LEF1 NAT recruits PRC2 to the LEF1 promoter. (A, B) ChIP assays were performed in RWP-1, RWP-1 Snail1 or RWP-1 Snail1 cells transfected with unspliced LEF1 NAT. The immunoprecipitations were performed with the indicated antibodies or with an irrelevant IgG control. The presence of amplicons corresponding to the LEF1 promoter (−931/−750), the NAT promoter (+266/+433) or an irrelevant DNA sequence (+3864/+4068) was determined.
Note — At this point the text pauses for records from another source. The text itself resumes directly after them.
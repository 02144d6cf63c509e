/// UI event routing
///
/// Maps page gestures onto page operations. Tile and chip clicks arrive
/// through the delegated subscriptions on their stable containers and are
/// dispatched by inspecting the click origin, so re-rendering tiles never
/// adds handlers.
use crate::{
    models::FilterKind,
    page::{Page, QueryOutcome, FILTER_CHIP_CLASS},
    render::{TileData, TILE_CLASS},
    services::detail::DetailOutcome,
    view::{ClickEvent, Region},
};

#[derive(Debug, Clone, PartialEq)]
pub enum UiEvent {
    HamburgerToggle,
    /// Search form submitted with the current title field
    FormSubmit { title: String },
    /// Search field edited
    TitleInput { term: String },
    /// Click delivered by a delegated subscription
    Click(ClickEvent),
    /// Poster clicked inside a detail view
    PosterClick { trailer_id: String },
}

#[derive(Debug, Clone, PartialEq)]
pub enum RouteOutcome {
    SidebarToggled,
    Query(QueryOutcome),
    Suggestions(Vec<String>),
    Detail(DetailOutcome),
    ExternalOpened(bool),
    Ignored,
}

#[derive(Clone)]
pub struct EventRouter {
    page: Page,
}

impl EventRouter {
    /// Binds the page's delegated subscriptions and returns the router
    pub fn new(page: Page) -> Self {
        page.bind();
        Self { page }
    }

    pub fn page(&self) -> &Page {
        &self.page
    }

    pub async fn route(&self, event: UiEvent) -> RouteOutcome {
        match event {
            UiEvent::HamburgerToggle => {
                self.page.toggle_sidebar();
                RouteOutcome::SidebarToggled
            }
            UiEvent::FormSubmit { title } => RouteOutcome::Query(self.page.search(&title).await),
            UiEvent::TitleInput { term } => {
                RouteOutcome::Suggestions(self.page.autocomplete(&term).await)
            }
            UiEvent::Click(click) => self.route_click(click).await,
            UiEvent::PosterClick { trailer_id } => {
                RouteOutcome::ExternalOpened(self.page.open_external_trailer(&trailer_id))
            }
        }
    }

    async fn route_click(&self, click: ClickEvent) -> RouteOutcome {
        match click.region {
            Region::AutomaticRecommendations | Region::Recommendations => {
                let Some(tile) = click.origin.find_class(TILE_CLASS).and_then(TileData::from_tile)
                else {
                    return RouteOutcome::Ignored;
                };
                RouteOutcome::Detail(self.page.activate_detail(&tile.title).await)
            }
            Region::GenreFilters | Region::CountryFilters | Region::YearFilters => {
                if !click.origin.has_class(FILTER_CHIP_CLASS) {
                    return RouteOutcome::Ignored;
                }
                let label = click.origin.text_content();
                let label = label.trim();
                let outcome = match click.region {
                    Region::GenreFilters => self.page.filter(FilterKind::Genre, label).await,
                    Region::CountryFilters => self.page.filter(FilterKind::Country, label).await,
                    _ => self.page.filter_by_year(label).await,
                };
                RouteOutcome::Query(outcome)
            }
            _ => RouteOutcome::Ignored,
        }
    }
}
The association to these sequences with H3K4me2, an epigenetic mark characteristic of active promoters, is shown in panel A and with H3K27me3, a mark associated to inactive promoters, or of the two members of PRC2 complex, which sets this mark, in panel B. The average ± SD of three experiments performed in triplicate is shown. (C, D) BOPA assays were performed with the biotinylated −1856/+58 LEF1 promoter and cell extracts from RWP-1 Snail1 transfected or not with unspliced NAT (C). In D, when indicated, in vitro synthesized NAT or an irrelevant RNA (YB1X) were added. Samples were incubated with an anti-biotin antibody, the oligonucleotide was pulled-down with protein G-agarose, and the presence of Ezh2 in the precipitate was analyzed by western blot.